Прежде чем идти дальше, давайте сгенерируем некоторые интересные нерегулярно расположенные данные и создадим их ограниченное квадродерево (прошедшее время 0,29 секунды):
Вот код для создания этих графиков. Он использует R
полиморфизм: points.quadtree
будет вызываться всякий раз, когда points
функция применяется, например, к quadtree
объекту. Сила этого очевидна в чрезвычайной простоте функции раскраски точек в соответствии с их кластерным идентификатором:
points.quadtree <- function(q, ...) {
points(q$lower, ...); points(q$upper, ...)
}
points.quadtree.leaf <- function(q, ...) {
points(q$value, col=hsv(q$id), ...)
}
Построение самой сетки немного сложнее, поскольку требует многократного ограничения пороговых значений, используемых для разбиения на четыре дерева, но тот же рекурсивный подход прост и элегантен. Используйте вариант для построения многоугольных представлений квадрантов, если это необходимо.
lines.quadtree <- function(q, xylim, ...) {
i <- q$index
j <- 3 - q$index
clip <- function(xylim.clip, i, upper) {
if (upper) xylim.clip[1, i] <- max(q$threshold, xylim.clip[1,i]) else
xylim.clip[2,i] <- min(q$threshold, xylim.clip[2,i])
xylim.clip
}
if(q$threshold > xylim[1,i]) lines(q$lower, clip(xylim, i, FALSE), ...)
if(q$threshold < xylim[2,i]) lines(q$upper, clip(xylim, i, TRUE), ...)
xlim <- xylim[, j]
xy <- cbind(c(q$threshold, q$threshold), xlim)
lines(xy[, order(i:j)], ...)
}
lines.quadtree.leaf <- function(q, xylim, ...) {} # Nothing to do at leaves!
В качестве другого примера я набрал 1 000 000 очков и разделил их на группы по 5-9 в каждой. Время было 91,7 секунды.
n <- 25000 # Points per cluster
n.centers <- 40 # Number of cluster centers
sd <- 1/2 # Standard deviation of each cluster
set.seed(17)
centers <- matrix(runif(n.centers*2, min=c(-90, 30), max=c(-75, 40)), ncol=2, byrow=TRUE)
xy <- matrix(apply(centers, 1, function(x) rnorm(n*2, mean=x, sd=sd)), ncol=2, byrow=TRUE)
k <- 5
system.time(qt <- quadtree(xy, k))
#
# Set up to map the full extent of the quadtree.
#
xylim <- cbind(x=c(min(xy[,1]), max(xy[,1])), y=c(min(xy[,2]), max(xy[,2])))

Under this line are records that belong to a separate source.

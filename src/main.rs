//! sitemapper CLI entry point

use clap::{CommandFactory, Parser, Subcommand};
use clap_complete::{generate, Shell};
use sitemapper::{
    commands::{
        cmd_index, cmd_init, cmd_pages, cmd_run_jobs, cmd_schedule_reindex, cmd_status,
        print_index_reports, print_init, print_job_reports, print_pages, print_status,
        IndexOptions,
    },
    config::Config,
    error::Result,
    objects::ObjectType,
    progress::LogWriterFactory,
    Sitemaps,
};
use std::path::PathBuf;
use tracing::error;
use tracing_subscriber::{fmt, prelude::*, EnvFilter};

#[derive(Parser)]
#[command(name = "sitemapper")]
#[command(version, about = "Incrementally maintained sitemap indexes", long_about = None)]
struct Cli {
    /// Path to config file
    #[arg(short, long, global = true)]
    config: Option<PathBuf>,

    /// Enable verbose logging
    #[arg(short, long, global = true)]
    verbose: bool,

    /// Output as JSON
    #[arg(long, global = true)]
    json: bool,

    #[command(subcommand)]
    command: Commands,
}

#[derive(Subcommand)]
enum Commands {
    /// Initialize sitemapper configuration and database
    Init {
        /// Force overwrite existing config
        #[arg(long)]
        force: bool,
    },

    /// Bulk index sitemaps from the host objects
    Index {
        /// Object type (document, account, term); all types when omitted
        #[arg(long = "type")]
        object_type: Option<ObjectType>,

        /// Only these subtypes (document kinds, taxonomies)
        #[arg(long)]
        subtype: Option<Vec<String>>,

        /// Drop existing entries and index again
        #[arg(long)]
        force: bool,
    },

    /// Process queued sitemap jobs
    RunJobs {
        /// Object type (document, account, term); all types when omitted
        #[arg(long = "type")]
        object_type: Option<ObjectType>,

        /// Only these subtypes
        #[arg(long)]
        subtype: Option<Vec<String>>,
    },

    /// Queue a full reindex of one sitemap
    ScheduleReindex {
        #[arg(long = "type")]
        object_type: ObjectType,

        #[arg(long)]
        subtype: Option<String>,
    },

    /// Show sitemap status and queue depth
    Status,

    /// List the page URLs of one sitemap
    Pages {
        #[arg(long = "type")]
        object_type: ObjectType,

        #[arg(long)]
        subtype: Option<String>,
    },

    /// Generate shell completions
    Completions {
        /// Shell to generate completions for
        #[arg(value_enum)]
        shell: Shell,
    },
}

#[tokio::main]
async fn main() {
    if let Err(e) = run().await {
        error!("{}", e);
        std::process::exit(1);
    }
}

async fn run() -> Result<()> {
    let cli = Cli::parse();

    // Initialize logging
    let filter = if cli.verbose {
        EnvFilter::try_from_default_env().unwrap_or_else(|_| EnvFilter::new("debug"))
    } else {
        EnvFilter::try_from_default_env().unwrap_or_else(|_| EnvFilter::new("info"))
    };

    tracing_subscriber::registry()
        .with(fmt::layer().with_writer(LogWriterFactory::default()))
        .with(filter)
        .init();

    // Handle init command specially (doesn't need existing config)
    if let Commands::Init { force } = cli.command {
        let base_dir = cli.config.as_deref().map(config_base_dir);
        let info = cmd_init(base_dir, force).await?;
        if cli.json {
            println!("{}", serde_json::to_string_pretty(&info)?);
        } else {
            print_init(&info);
        }
        return Ok(());
    }

    if let Commands::Completions { shell } = cli.command {
        let mut cmd = Cli::command();
        generate(shell, &mut cmd, "sitemapper", &mut std::io::stdout());
        return Ok(());
    }

    let config = load_config(cli.config.as_deref())?;
    let engine = Sitemaps::open(config.clone()).await?;

    match cli.command {
        Commands::Index {
            object_type,
            subtype,
            force,
        } => {
            let options = IndexOptions {
                object_type,
                subtypes: subtype,
                force,
                show_progress: !cli.json,
            };
            let reports = cmd_index(&engine, options).await;

            if cli.json {
                println!("{}", serde_json::to_string_pretty(&reports)?);
            } else {
                print_index_reports(&reports);
            }
        }

        Commands::RunJobs {
            object_type,
            subtype,
        } => {
            let reports = cmd_run_jobs(&engine, object_type, subtype.as_deref()).await?;

            if cli.json {
                println!("{}", serde_json::to_string_pretty(&reports)?);
            } else {
                print_job_reports(&reports);
            }
        }

        Commands::ScheduleReindex {
            object_type,
            subtype,
        } => {
            let scheduled = cmd_schedule_reindex(&engine, object_type, subtype.as_deref()).await?;

            if cli.json {
                println!(r#"{{"scheduled": {}}}"#, scheduled);
            } else if scheduled {
                println!("✓ Full reindex scheduled; it runs with the next 'sitemapper run-jobs'");
            } else {
                println!("A full reindex is already pending");
            }
        }

        Commands::Status => {
            let status = cmd_status(&config, &engine).await?;

            if cli.json {
                println!("{}", serde_json::to_string_pretty(&status)?);
            } else {
                print_status(&status);
            }
        }

        Commands::Pages {
            object_type,
            subtype,
        } => {
            let pages = cmd_pages(&engine, object_type, subtype.as_deref()).await?;

            if cli.json {
                println!("{}", serde_json::to_string_pretty(&pages)?);
            } else {
                print_pages(&pages);
            }
        }

        Commands::Init { .. } | Commands::Completions { .. } => unreachable!(),
    }

    engine.db().close().await;
    Ok(())
}

/// Base directory for `init`: the parent of a `.toml` path, or the directory itself
fn config_base_dir(path: &std::path::Path) -> PathBuf {
    if path.extension().is_some_and(|e| e == "toml") {
        path.parent()
            .map(PathBuf::from)
            .unwrap_or_else(Config::default_base_dir)
    } else {
        path.to_path_buf()
    }
}

fn load_config(path: Option<&std::path::Path>) -> Result<Config> {
    let config_path = path
        .map(PathBuf::from)
        .unwrap_or_else(Config::default_config_path);

    if !config_path.exists() {
        eprintln!(
            "Config file not found: {}\nRun 'sitemapper init' first.",
            config_path.display()
        );
        std::process::exit(1);
    }

    Config::load(&config_path)
}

plot(xylim, type="n", xlab="x", ylab="y", main="Quadtree")
#
# This is all the code needed for the plot!
#
lines(qt, xylim, col="Gray")
points(qt, pch=".")
В качестве примера того, как взаимодействовать с ГИС , давайте выпишем все ячейки квадродерева в виде шейп-файла многоугольника, используя shapefiles
библиотеку. Код эмулирует подпрограммы отсечения lines.quadtree
, но на этот раз он должен генерировать векторные описания ячеек. Они выводятся как фреймы данных для использования с shapefiles
библиотекой.
cell <- function(q, xylim, ...) {
if (class(q)=="quadtree") f <- cell.quadtree else f <- cell.quadtree.leaf
f(q, xylim, ...)
}
cell.quadtree <- function(q, xylim, ...) {
i <- q$index
j <- 3 - q$index
clip <- function(xylim.clip, i, upper) {
if (upper) xylim.clip[1, i] <- max(q$threshold, xylim.clip[1,i]) else
xylim.clip[2,i] <- min(q$threshold, xylim.clip[2,i])
xylim.clip
}
d <- data.frame(id=NULL, x=NULL, y=NULL)
if(q$threshold > xylim[1,i]) d <- cell(q$lower, clip(xylim, i, FALSE), ...)
if(q$threshold < xylim[2,i]) d <- rbind(d, cell(q$upper, clip(xylim, i, TRUE), ...))
d
}
cell.quadtree.leaf <- function(q, xylim) {
data.frame(id = q$id,
x = c(xylim[1,1], xylim[2,1], xylim[2,1], xylim[1,1], xylim[1,1]),
y = c(xylim[1,2], xylim[1,2], xylim[2,2], xylim[2,2], xylim[1,2]))
}
Сами точки могут быть прочитаны непосредственно с помощью read.shp
или путем импорта файла данных с координатами (x, y).
Пример использования:
qt <- quadtree(xy, k)
xylim <- cbind(x=c(min(xy[,1]), max(xy[,1])), y=c(min(xy[,2]), max(xy[,2])))
polys <- cell(qt, xylim)
polys.attr <- data.frame(id=unique(polys$id))
library(shapefiles)
polys.shapefile <- convert.to.shapefile(polys, polys.attr, "id", 5)
write.shapefile(polys.shapefile, "f:/temp/quadtree", arcgis=TRUE)
(Здесь можно использовать любой желаемый экстент, чтобы xylim
перейти в субрегион или расширить отображение в более крупный регион; этот код по умолчанию соответствует экстенту точек.)
Одного этого достаточно: пространственное соединение этих полигонов с исходными точками идентифицирует кластеры. После идентификации операции «суммирования» базы данных будут генерировать сводную статистику точек в каждой ячейке.